STERLING – If home-course advantage had an entry in the dictionary, then Emerald Hill's Rock River team would be found underneath it.
After Saruday's round at Sunset Country Club, Sunset led Prophet Hills by 11 points and Emerald Hill by 17 in the best-against-bogey format tournament.
The tide turned on Sunday, as the tournament traveled to Emerald Hill for the second round. Emerald Hill racked up a +40 to finish the two-day tournament at +61. Sunset finished at +28, and Prophet Hills was third at +21.
Leading the charge for Emerald was Andrew Blackburn, who won the medalist title to complete a summer sweep by winning the Three Rivers tournament in June with Josh Kunde as his partner and the Lincoln Highway in July.
"Being part of a winning team is amazing," said Blackburn. "This is the first time I've been on a winning team since I have been playing, and the atmosphere that we created was fun and exciting."
"We just tried to play the best we can," said Sunset's Scott Aken, who finished at +10. "We knew coming over here that the greens were a little bit faster with a lot of slope. Emerald Hill was tough to beat today, obviously. Our guys wanted to be here, we did the best we could, and unfortunately we just didn't get it done."
Sunday's front nine set Emerald aside from Sunset and Prophet Hills, as Emerald Hill fired a +27 to improve the team tally to +48, setting up a 13-point lead over Sunset (+35), and an 18-point lead over Prophet Hills (+30) through 27 holes.
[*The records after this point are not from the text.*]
//! The race track: racer stacks and hazards.
//!
//! The track is a row of cells. Each cell holds a stack of racers ordered
//! bottom-to-top (index 0 is the bottom) and at most one hazard. The
//! physical track is twice the board length so a finishing racer can
//! overshoot the line without leaving the array.
//!
//! The track only knows how to store and move things; which moves are
//! legal is decided in `rules`.

use serde::{Deserialize, Serialize};
use smallvec::SmallVec;

use super::action::HazardDirection;
use super::participant::ParticipantId;
use super::racer::RacerId;

/// Racers sharing one cell, bottom first.
///
/// Five racers fit inline, which covers every stack of the standard game.
pub type Stack = SmallVec<[RacerId; 5]>;

/// A placed hazard.
#[derive(Clone, Copy, Debug, PartialEq, Eq, Hash, Serialize, Deserialize)]
pub struct Hazard {
    pub direction: HazardDirection,
    pub owner: ParticipantId,
}

/// Racer stacks and hazards, cell by cell.
#[derive(Clone, Debug, PartialEq, Eq, Serialize, Deserialize)]
pub struct Track {
    cells: Vec<Stack>,
    hazards: Vec<Option<Hazard>>,
}

impl Track {
    /// Create an empty track with `len` cells.
    #[must_use]
    pub fn new(len: usize) -> Self {
        Self {
            cells: vec![Stack::new(); len],
            hazards: vec![None; len],
        }
    }

    /// Build a track from explicit stacks, bottom racer first in each.
    ///
    /// ```
    /// use camel_race::core::{RacerId, Track};
    ///
    /// let track = Track::from_stacks(vec![
    ///     vec![RacerId(0)],
    ///     vec![],
    ///     vec![RacerId(1), RacerId(2)],
    /// ]);
    /// assert_eq!(track.locate(RacerId(2)), Some((2, 1)));
    /// ```
    #[must_use]
    pub fn from_stacks(stacks: Vec<Vec<RacerId>>) -> Self {
        let len = stacks.len();
        Self {
            cells: stacks.into_iter().map(Stack::from_vec).collect(),
            hazards: vec![None; len],
        }
    }

    /// Extend with empty cells up to `len`. Never shrinks.
    pub fn pad_to(&mut self, len: usize) {
        if self.cells.len() < len {
            self.cells.resize(len, Stack::new());
            self.hazards.resize(len, None);
        }
    }

    /// Number of cells.
    #[must_use]
    pub fn len(&self) -> usize {
        self.cells.len()
    }

    /// True for a track without cells.
    #[must_use]
    pub fn is_empty(&self) -> bool {
        self.cells.is_empty()
    }

    // === Racers ===

    /// Racers on a cell, bottom first. Out-of-range cells are empty.
    #[must_use]
    pub fn stack(&self, cell: usize) -> &[RacerId] {
        self.cells.get(cell).map(|s| s.as_slice()).unwrap_or(&[])
    }

    /// True if any racer stands on the cell.
    #[must_use]
    pub fn has_racer(&self, cell: usize) -> bool {
        !self.stack(cell).is_empty()
    }

    /// Iterate over (cell, stack) pairs from the start line forward.
    pub fn stacks(&self) -> impl DoubleEndedIterator<Item = (usize, &[RacerId])> {
        self.cells.iter().enumerate().map(|(i, s)| (i, s.as_slice()))
    }

    /// Cell and stack depth of a racer, `None` if it is not on the track.
    #[must_use]
    pub fn locate(&self, racer: RacerId) -> Option<(usize, usize)> {
        self.cells.iter().enumerate().find_map(|(cell, stack)| {
            stack.iter().position(|&r| r == racer).map(|depth| (cell, depth))
        })
    }

    /// Total racers on the track.
    #[must_use]
    pub fn racer_total(&self) -> usize {
        self.cells.iter().map(Stack::len).sum()
    }

    /// True if any racer stands on `cell` or further.
    #[must_use]
    pub fn any_racer_from(&self, cell: usize) -> bool {
        self.cells.iter().skip(cell).any(|s| !s.is_empty())
    }

    /// Put a racer on top of a cell's stack.
    pub(crate) fn push(&mut self, cell: usize, racer: RacerId) {
        self.cells[cell].push(racer);
    }

    /// Remove the racer at `depth` and everything above it.
    pub(crate) fn lift(&mut self, cell: usize, depth: usize) -> Stack {
        let stack = &mut self.cells[cell];
        let lifted = Stack::from_slice(&stack[depth..]);
        stack.truncate(depth);
        lifted
    }

    /// Place a moving stack on top of the racers already on `cell`.
    pub(crate) fn drop_on_top(&mut self, cell: usize, moving: Stack) {
        self.cells[cell].extend(moving);
    }

    /// Place a moving stack beneath the racers already on `cell`.
    pub(crate) fn slide_under(&mut self, cell: usize, moving: Stack) {
        self.cells[cell].insert_many(0, moving);
    }

    // === Hazards ===

    /// Hazard on a cell, if any. Out-of-range cells have none.
    #[must_use]
    pub fn hazard(&self, cell: usize) -> Option<Hazard> {
        self.hazards.get(cell).copied().flatten()
    }

    /// Where a participant's hazard currently sits.
    #[must_use]
    pub fn hazard_of(&self, owner: ParticipantId) -> Option<(usize, Hazard)> {
        self.hazards
            .iter()
            .enumerate()
            .find_map(|(cell, h)| (*h).filter(|h| h.owner == owner).map(|h| (cell, h)))
    }

    /// Length of the hazard row. Equal to `len()` for any track built
    /// through this API; a deserialised track may disagree.
    #[must_use]
    pub fn hazard_row_len(&self) -> usize {
        self.hazards.len()
    }

    /// Iterate over every placed hazard.
    pub fn hazards(&self) -> impl Iterator<Item = (usize, Hazard)> + '_ {
        self.hazards
            .iter()
            .enumerate()
            .filter_map(|(cell, h)| (*h).map(|h| (cell, h)))
    }

    /// True if the cell holds a hazard owned by anyone but `owner`.
    #[must_use]
    pub fn foreign_hazard(&self, cell: usize, owner: ParticipantId) -> bool {
        self.hazard(cell).is_some_and(|h| h.owner != owner)
    }

    pub(crate) fn set_hazard(&mut self, cell: usize, hazard: Hazard) {
        self.hazards[cell] = Some(hazard);
    }

    pub(crate) fn clear_hazard(&mut self, cell: usize) {
        self.hazards[cell] = None;
    }
}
"We knew what we had to do to put ourselves in contention," Kunde said. Kunde shot +12.
"Collectively, we knew where to miss," Emerald Hill's Jeff Sands said, "and to not be above the hole on the greens."
Sands shot a +5.
Heath Warner of Prophet Hills finished 2-strokes behind Blackburn's 145 weekend total. Blackburn and Warner shot +21 and +16, respectively, in the best-against-bogey format.
Warner and Aken were tied for the medalist lead after Saturday, as they both fired an even-par 72 at Sunset, with Blackburn trailing by four strokes. Those 4 strokes were quickly made up with Blackburn firing a 4-under-par 32 on the front nine, while Warner and Aken shot 37 and 39.
Down the stretch both Warner and Blackburn battledt for the top spot, but a few slip-ups from both players set up a thrilling finish.
"Those guys are great golfers," said Aken. "Andrew is a college golfer and knows what he is doing. He birdied four in a row on the front, and that shows how well those guys played."
Trailing by a single stroke on the 15th tee, Warner made a crucial mistake, as a bad tee shot led to a triple bogey, while Blackburn made par to increase his lead to 4 strokes.
Warner gained a stroke on 17. On the final hole of the tournament, Blackburn stepped up to the tee and hit an errant tee shot that ended up a few feet from going out of bounds. This saved him a 2-stroke penalty, and he went on to par the hole. A birdie from Warner cut the lead to two, but it was too late.
"I made one bad swing today," Warner said. "A real bad 5-iron off the tee cost me the golf tournament. If was out of bounds there on 18, it might have been a different story. But take nothing away from it, he earned it by playing well all day."
"My summer has been a dream," Blackburn said. "Golf is a funny game in many ways, but the home-course advantage in golf is absolutely key. Especially on the second day of the tournament in pressure situations."
Despite not winning medalist, Warner took home the best-against-bogey individual crown, edging out Lake Erie's Callen Smith by 3 strokes.
"I'm excited about it," said Warner, "especially with getting older and not being able to play as much. I just don't have the time, so getting runner-up medalist and winning best-against-bogey, I'm pretty satisfied."